▶ **WHAT TO PRODUCE**
In the records that follow, find each line containing "Failed" and copy it.

--------------------------------

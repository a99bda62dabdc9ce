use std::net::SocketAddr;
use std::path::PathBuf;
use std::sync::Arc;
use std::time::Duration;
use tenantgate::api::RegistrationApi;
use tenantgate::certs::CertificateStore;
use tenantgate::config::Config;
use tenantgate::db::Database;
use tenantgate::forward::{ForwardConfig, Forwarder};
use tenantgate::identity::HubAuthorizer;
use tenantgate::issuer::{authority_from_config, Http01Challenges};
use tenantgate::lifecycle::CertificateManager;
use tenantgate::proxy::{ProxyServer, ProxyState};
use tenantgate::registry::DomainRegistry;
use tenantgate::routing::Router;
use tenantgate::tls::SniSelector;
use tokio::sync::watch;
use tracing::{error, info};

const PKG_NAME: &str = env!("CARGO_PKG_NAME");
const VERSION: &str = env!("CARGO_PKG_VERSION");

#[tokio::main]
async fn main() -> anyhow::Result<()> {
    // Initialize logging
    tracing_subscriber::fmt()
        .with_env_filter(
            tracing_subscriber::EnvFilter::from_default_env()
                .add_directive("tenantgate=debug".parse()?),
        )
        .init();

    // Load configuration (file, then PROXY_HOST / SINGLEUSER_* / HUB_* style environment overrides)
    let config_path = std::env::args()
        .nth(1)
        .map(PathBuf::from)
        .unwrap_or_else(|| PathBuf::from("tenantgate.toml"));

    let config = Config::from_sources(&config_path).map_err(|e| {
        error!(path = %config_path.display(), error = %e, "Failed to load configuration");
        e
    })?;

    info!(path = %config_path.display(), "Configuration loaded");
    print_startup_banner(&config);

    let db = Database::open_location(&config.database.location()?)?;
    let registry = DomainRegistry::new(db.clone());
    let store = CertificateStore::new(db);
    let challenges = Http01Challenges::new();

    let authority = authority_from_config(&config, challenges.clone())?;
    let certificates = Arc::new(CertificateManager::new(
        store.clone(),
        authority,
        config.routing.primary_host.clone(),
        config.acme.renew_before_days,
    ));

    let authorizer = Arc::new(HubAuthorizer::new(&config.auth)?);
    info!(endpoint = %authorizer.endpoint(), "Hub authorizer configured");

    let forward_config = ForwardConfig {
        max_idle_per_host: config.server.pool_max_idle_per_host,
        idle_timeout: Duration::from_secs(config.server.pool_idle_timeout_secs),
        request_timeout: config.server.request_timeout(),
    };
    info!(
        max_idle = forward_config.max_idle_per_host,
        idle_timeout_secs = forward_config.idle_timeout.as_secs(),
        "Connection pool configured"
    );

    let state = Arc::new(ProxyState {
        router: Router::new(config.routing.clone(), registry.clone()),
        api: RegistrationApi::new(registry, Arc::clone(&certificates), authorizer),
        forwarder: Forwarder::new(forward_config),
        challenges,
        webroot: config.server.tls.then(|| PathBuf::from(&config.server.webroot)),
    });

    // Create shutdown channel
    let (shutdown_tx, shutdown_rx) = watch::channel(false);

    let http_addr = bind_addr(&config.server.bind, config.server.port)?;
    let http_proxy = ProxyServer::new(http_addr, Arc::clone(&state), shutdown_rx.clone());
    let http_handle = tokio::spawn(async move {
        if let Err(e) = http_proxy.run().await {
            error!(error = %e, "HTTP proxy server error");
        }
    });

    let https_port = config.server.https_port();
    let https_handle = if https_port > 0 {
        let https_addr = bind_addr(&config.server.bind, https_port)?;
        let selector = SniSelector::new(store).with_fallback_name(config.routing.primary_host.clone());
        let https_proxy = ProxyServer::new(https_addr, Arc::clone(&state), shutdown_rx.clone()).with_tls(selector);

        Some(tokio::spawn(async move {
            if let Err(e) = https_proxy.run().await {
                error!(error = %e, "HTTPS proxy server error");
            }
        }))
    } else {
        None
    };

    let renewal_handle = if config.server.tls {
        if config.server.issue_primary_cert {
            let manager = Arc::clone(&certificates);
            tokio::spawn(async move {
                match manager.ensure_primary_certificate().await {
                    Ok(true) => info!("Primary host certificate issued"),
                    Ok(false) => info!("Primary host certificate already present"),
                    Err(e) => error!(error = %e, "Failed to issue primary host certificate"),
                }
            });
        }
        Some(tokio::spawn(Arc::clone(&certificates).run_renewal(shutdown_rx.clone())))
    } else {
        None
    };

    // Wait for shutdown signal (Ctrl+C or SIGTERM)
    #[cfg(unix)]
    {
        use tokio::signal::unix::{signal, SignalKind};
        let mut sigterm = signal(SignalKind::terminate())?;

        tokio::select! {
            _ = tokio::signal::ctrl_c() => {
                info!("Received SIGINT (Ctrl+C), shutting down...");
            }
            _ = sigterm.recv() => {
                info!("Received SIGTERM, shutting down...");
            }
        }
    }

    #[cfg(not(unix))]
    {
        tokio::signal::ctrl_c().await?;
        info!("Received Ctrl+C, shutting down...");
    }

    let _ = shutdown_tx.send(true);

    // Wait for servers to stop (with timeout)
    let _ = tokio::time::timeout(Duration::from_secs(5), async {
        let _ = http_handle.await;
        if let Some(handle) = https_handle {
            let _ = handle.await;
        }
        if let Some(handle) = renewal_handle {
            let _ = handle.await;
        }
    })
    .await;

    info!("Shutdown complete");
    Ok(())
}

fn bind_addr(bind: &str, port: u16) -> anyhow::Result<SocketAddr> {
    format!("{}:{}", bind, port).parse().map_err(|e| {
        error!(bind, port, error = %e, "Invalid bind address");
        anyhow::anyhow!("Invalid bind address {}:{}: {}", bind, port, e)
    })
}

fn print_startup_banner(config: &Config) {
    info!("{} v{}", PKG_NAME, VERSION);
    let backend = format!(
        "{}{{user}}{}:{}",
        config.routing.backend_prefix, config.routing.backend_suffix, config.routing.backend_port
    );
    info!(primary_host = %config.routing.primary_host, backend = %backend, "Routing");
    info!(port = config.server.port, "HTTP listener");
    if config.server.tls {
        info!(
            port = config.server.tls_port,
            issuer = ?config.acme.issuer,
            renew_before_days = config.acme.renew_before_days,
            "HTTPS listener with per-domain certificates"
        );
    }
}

--------------------------------

▶ **SOLUTION**
        error!(path = %config_path.display(), error = %e, "Failed to load configuration");
                    Err(e) => error!(error = %e, "Failed to issue primary host certificate"),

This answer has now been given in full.